Anger gives McCain a cover for dropping his effort at immigration reform, a cause that’s no longer helpful now that he’s got a primary challenge from the right. McCain is following the command of Senate Minority Leader Mitch McConnell, who told his members to agree with nothing Obama proposed, even if they liked it.
Blinded by Anger
That stance blinded Republicans to the fact that Obama long ago ruled out the single-payer system loved by many liberals in favor of working through the existing private insurance system. Republicans could have chosen to play a role in it.
If and when they have to govern again, sane Republicans will find there’s a cost to being pulled down to the level of the haters, since it undermines the ability to lead.
The Harris Poll today releases the results of an online survey of 2,320 Americans as the health-care battle raged. As John Avlon reported yesterday on the Daily Beast Web site, it found that 67 percent of Republicans believe that Obama is a socialist -- and that’s one of the more benign results.
Some 38 percent of Republicans say that Obama is “doing many of the things that Hitler did.” A stunning 24 percent say that Obama “may be the Antichrist.”

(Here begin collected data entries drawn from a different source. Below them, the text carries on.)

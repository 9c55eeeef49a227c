pub mod cache;
pub mod controller;
pub mod dtos;
pub mod models;
pub mod service;
pub mod templates;
pub mod config;
pub mod service;
pub mod structs;
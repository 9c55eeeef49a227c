use std::{env, process, sync::Arc};

use clap::Parser;
use sqlx::SqlitePool;
use tracing_subscriber::EnvFilter;

use crate::{
    app::{
        cli::{Cli, Command},
        config::{Config, DEFAULT_APP_ENV},
        envy::Envy,
    },
    rankings::cache::RankingsCache,
};

mod app;
mod ingest;
mod minting;
mod periods;
mod rankings;
mod receipts;
#[cfg(test)]
mod tests;

#[derive(Clone)]
pub struct AppState {
    pub pool: SqlitePool,
    pub config: Arc<Config>,
    /// Changes on every start; live reload pages watch it.
    pub boot_id: String,
    pub rankings: Arc<RankingsCache>,
}

#[tokio::main]
async fn main() {
    // tracing
    tracing_subscriber::fmt()
        .with_env_filter(
            EnvFilter::try_from_default_env()
                .unwrap_or_else(|_| EnvFilter::new("peppermint=info,tower_http=info")),
        )
        .init();

    // environment
    let app_env = env::var("APP_ENV").unwrap_or(DEFAULT_APP_ENV.to_string());
    let _ = dotenvy::from_filename(format!(".env.{}", app_env));
    let envy = match envy::from_env::<Envy>() {
        Ok(envy) => envy,
        Err(e) => {
            tracing::error!("invalid environment: {}", e);
            process::exit(1);
        }
    };

    let cli = Cli::parse();
    let config = cli.config(envy);

    let result = match cli.command {
        Command::Serve { .. } => app::server::serve(config).await,
        Command::Poll { once, .. } => ingest::service::run(config, once).await,
        Command::Fetch { node_id, force } => ingest::service::fetch(config, node_id, force).await,
        Command::Receipt { hash } => ingest::service::show_receipt(config, &hash).await,
        Command::Rank { top } => rankings::service::print_rankings(config, top).await,
    };

    if let Err(e) = result {
        tracing::error!("{}", e);
        process::exit(1);
    }
}
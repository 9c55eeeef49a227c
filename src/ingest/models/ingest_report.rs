use std::fmt;

/// Outcome of one polling cycle.
#[derive(Debug, Clone, Default, PartialEq, Eq)]
pub struct IngestReport {
    pub nodes_checked: usize,
    pub nodes_skipped: usize,
    pub nodes_failed: usize,
    pub receipts_fetched: usize,
    pub receipts_new: u64,
}

impl fmt::Display for IngestReport {
    fn fmt(&self, f: &mut fmt::Formatter<'_>) -> fmt::Result {
        write!(
            f,
            "{} node(s) checked, {} up to date, {} failed, {} receipt(s) fetched, {} new",
            self.nodes_checked,
            self.nodes_skipped,
            self.nodes_failed,
            self.receipts_fetched,
            self.receipts_new
        )
    }
}
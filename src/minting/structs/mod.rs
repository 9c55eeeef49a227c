pub mod minting_receipt_response;
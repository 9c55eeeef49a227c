use serde::Deserialize;

#[derive(Debug, Default, Deserialize)]
pub struct FindNodeDto {
    pub node_id: Option<String>,
}

impl FindNodeDto {
    pub fn node_id(&self) -> Option<u32> {
        parse_node_id(self.node_id.as_deref()?)
    }
}

pub fn parse_node_id(value: &str) -> Option<u32> {
    value.trim().parse::<u32>().ok()
}
use serde::Serialize;

#[derive(Debug, Clone, PartialEq, Serialize)]
pub struct NodeRanking {
    pub rank: usize,
    pub node_id: u32,
    /// Mean measured uptime in seconds over the periods with any uptime.
    pub average_uptime: f64,
    pub uptime_percent: f64,
    pub periods_counted: usize,
}
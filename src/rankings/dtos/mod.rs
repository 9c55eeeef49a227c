pub mod get_rankings_dto;
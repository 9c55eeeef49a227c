use axum::extract::{Path, Query};
use axum_macros::FromRequestParts;

use super::api_error::ApiError;

#[derive(FromRequestParts)]
#[from_request(via(Query), rejection(ApiError))]
pub struct QueryFromRequest<T>(pub T);

#[derive(FromRequestParts)]
#[from_request(via(Path), rejection(ApiError))]
pub struct PathFromRequest<T>(pub T);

Maybe they will see they’ve gone too far. I can’t picture John Boehner campaigning against an Antichrist who gave Grandma a $250 rebate or let junior remain on his parents’ insurance policy until he finds a job. I bet Republicans leave the repeal drive to Rush Limbaugh, newly ensconced in Costa Rica -- where, to his dismay, he’ll find there’s universal health care.
(Margaret Carlson, author of “Anyone Can Grow Up: How George Bush and I Made It to the White House” and former White House correspondent for Time magazine, is a Bloomberg News columnist. The opinions expressed are her own.)